(Items from a dataset)
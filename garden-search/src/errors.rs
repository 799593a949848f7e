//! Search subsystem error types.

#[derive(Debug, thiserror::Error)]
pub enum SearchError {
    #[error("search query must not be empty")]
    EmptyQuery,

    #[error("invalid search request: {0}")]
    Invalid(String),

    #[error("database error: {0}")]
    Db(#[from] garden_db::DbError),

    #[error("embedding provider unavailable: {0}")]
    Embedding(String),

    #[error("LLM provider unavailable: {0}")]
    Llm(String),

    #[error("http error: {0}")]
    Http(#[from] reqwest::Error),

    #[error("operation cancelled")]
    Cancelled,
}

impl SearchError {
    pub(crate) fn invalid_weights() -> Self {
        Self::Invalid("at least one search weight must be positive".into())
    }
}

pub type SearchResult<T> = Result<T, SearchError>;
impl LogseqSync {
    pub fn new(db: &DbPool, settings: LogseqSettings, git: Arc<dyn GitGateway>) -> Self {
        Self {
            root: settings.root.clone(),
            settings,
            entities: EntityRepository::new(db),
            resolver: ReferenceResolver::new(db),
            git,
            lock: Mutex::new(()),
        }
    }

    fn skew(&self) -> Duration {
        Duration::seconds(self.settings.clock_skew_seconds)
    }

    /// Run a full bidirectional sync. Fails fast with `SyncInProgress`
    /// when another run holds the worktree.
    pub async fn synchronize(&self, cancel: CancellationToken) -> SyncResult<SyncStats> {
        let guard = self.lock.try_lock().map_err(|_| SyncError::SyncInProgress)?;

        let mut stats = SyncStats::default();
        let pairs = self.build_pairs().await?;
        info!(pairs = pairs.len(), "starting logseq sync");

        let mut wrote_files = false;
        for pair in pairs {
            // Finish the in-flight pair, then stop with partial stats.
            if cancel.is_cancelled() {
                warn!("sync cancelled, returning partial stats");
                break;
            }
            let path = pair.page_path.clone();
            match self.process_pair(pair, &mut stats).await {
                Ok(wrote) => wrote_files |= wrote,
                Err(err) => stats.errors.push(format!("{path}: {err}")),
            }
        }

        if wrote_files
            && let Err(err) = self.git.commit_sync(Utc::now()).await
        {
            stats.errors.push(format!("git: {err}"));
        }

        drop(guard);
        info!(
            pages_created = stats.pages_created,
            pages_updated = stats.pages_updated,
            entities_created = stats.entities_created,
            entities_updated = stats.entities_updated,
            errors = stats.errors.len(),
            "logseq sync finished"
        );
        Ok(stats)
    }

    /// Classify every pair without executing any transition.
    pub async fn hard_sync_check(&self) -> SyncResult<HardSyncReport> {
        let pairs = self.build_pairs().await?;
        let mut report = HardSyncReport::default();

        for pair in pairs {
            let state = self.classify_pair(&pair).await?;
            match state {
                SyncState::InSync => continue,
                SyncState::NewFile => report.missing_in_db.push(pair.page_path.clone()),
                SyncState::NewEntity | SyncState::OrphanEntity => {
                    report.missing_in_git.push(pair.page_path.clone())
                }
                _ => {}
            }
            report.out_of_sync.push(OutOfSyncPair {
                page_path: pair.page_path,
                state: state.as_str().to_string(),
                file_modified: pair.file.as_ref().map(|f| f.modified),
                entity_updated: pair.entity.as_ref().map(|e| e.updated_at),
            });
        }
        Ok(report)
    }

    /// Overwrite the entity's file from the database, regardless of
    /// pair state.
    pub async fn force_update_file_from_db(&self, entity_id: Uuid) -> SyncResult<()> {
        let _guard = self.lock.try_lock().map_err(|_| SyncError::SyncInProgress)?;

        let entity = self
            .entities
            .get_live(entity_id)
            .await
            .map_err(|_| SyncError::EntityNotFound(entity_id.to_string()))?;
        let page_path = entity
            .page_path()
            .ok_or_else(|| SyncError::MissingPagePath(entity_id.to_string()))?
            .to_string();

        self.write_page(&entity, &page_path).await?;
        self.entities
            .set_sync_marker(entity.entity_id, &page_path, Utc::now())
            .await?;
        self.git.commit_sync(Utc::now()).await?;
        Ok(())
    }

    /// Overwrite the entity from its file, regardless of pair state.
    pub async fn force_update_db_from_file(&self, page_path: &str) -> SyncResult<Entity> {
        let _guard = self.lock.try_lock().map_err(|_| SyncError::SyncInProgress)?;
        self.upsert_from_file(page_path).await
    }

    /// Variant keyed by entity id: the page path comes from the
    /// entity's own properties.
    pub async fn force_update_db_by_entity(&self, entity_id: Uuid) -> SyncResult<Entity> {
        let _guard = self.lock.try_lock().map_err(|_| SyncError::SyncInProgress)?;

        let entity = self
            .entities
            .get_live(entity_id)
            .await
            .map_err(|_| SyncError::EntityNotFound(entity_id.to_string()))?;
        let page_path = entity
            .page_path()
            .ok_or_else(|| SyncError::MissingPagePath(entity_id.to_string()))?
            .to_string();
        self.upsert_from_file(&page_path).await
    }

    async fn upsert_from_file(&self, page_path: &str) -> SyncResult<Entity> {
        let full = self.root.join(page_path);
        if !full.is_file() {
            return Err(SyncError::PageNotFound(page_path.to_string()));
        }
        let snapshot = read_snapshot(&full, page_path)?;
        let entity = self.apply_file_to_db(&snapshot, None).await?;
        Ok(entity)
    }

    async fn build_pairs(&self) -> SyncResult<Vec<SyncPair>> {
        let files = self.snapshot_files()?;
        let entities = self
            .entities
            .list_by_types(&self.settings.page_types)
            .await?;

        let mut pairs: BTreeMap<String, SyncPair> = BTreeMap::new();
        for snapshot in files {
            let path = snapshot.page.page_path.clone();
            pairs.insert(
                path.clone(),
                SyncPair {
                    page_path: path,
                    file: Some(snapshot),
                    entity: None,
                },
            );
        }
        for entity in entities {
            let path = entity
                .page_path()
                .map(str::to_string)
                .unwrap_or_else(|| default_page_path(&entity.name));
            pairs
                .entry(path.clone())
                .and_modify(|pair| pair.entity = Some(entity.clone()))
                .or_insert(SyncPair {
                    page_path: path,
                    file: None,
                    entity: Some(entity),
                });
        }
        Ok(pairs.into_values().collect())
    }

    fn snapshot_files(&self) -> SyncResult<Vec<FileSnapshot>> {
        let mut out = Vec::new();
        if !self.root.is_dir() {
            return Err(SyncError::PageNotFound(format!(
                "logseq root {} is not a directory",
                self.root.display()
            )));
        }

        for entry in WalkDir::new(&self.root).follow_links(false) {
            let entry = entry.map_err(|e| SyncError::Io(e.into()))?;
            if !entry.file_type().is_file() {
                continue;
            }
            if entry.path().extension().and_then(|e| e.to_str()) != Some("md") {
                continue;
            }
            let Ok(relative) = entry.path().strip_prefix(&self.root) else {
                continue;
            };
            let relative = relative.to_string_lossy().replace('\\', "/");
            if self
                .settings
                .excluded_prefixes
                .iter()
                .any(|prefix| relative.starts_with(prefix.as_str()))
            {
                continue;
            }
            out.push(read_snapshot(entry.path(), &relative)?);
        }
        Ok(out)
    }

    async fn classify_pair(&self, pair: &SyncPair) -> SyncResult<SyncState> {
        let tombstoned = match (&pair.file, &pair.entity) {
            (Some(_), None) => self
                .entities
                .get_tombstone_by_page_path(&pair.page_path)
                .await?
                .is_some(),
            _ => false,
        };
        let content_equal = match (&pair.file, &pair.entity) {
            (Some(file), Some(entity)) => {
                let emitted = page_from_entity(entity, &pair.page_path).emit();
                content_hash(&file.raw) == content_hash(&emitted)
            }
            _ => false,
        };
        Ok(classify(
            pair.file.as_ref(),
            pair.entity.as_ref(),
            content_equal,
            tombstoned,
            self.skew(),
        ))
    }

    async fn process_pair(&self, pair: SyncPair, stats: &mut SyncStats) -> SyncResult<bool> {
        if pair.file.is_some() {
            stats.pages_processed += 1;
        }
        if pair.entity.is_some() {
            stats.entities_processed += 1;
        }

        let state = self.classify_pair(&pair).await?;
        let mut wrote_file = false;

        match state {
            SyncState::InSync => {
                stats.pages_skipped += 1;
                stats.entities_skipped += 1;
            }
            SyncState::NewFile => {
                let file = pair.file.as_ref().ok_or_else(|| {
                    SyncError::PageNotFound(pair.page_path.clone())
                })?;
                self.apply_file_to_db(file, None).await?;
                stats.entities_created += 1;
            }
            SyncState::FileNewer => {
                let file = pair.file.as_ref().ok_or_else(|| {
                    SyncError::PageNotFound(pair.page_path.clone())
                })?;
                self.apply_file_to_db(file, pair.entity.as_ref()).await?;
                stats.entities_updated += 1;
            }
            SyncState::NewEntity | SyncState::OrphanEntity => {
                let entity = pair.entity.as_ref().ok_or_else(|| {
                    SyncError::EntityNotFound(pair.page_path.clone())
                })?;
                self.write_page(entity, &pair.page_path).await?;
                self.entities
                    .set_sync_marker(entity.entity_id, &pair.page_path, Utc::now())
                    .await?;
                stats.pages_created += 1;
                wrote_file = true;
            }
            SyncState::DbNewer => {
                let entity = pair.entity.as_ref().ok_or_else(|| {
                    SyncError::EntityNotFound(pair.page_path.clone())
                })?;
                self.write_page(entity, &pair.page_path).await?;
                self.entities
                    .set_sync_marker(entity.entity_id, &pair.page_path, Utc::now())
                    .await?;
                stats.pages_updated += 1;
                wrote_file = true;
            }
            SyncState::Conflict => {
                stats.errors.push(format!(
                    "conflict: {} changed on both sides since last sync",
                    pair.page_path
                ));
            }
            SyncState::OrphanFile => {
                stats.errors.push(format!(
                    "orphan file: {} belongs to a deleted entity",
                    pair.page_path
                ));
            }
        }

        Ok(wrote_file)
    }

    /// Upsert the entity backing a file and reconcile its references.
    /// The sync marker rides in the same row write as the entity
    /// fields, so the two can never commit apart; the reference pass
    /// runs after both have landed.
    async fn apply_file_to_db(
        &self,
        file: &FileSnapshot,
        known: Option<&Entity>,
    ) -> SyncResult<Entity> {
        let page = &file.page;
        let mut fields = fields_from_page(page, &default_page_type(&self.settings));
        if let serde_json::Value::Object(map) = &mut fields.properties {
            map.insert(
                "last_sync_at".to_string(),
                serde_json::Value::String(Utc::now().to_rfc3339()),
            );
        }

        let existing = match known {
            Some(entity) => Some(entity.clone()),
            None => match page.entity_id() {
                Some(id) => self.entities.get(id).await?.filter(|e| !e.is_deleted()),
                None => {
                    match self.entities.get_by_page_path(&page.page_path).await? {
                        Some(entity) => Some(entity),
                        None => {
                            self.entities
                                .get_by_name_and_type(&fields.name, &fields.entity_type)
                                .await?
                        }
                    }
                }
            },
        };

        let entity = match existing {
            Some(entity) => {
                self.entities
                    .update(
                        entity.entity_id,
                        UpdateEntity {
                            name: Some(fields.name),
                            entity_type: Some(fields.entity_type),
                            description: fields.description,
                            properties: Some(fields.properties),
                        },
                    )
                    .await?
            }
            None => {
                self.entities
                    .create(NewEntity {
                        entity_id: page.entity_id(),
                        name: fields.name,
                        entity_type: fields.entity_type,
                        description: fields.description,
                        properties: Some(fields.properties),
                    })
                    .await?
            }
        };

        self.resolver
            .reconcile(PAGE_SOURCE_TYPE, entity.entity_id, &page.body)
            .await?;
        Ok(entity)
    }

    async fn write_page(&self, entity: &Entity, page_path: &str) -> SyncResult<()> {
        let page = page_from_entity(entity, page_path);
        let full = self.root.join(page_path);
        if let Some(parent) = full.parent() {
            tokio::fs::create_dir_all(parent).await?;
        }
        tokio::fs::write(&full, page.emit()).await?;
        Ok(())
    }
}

> [Instructions to follow] The lines to copy are those in the records above containing the word "reconcile".

> [Solution to the problem]
    /// Upsert the entity backing a file and reconcile its references.
            .reconcile(PAGE_SOURCE_TYPE, entity.entity_id, &page.body)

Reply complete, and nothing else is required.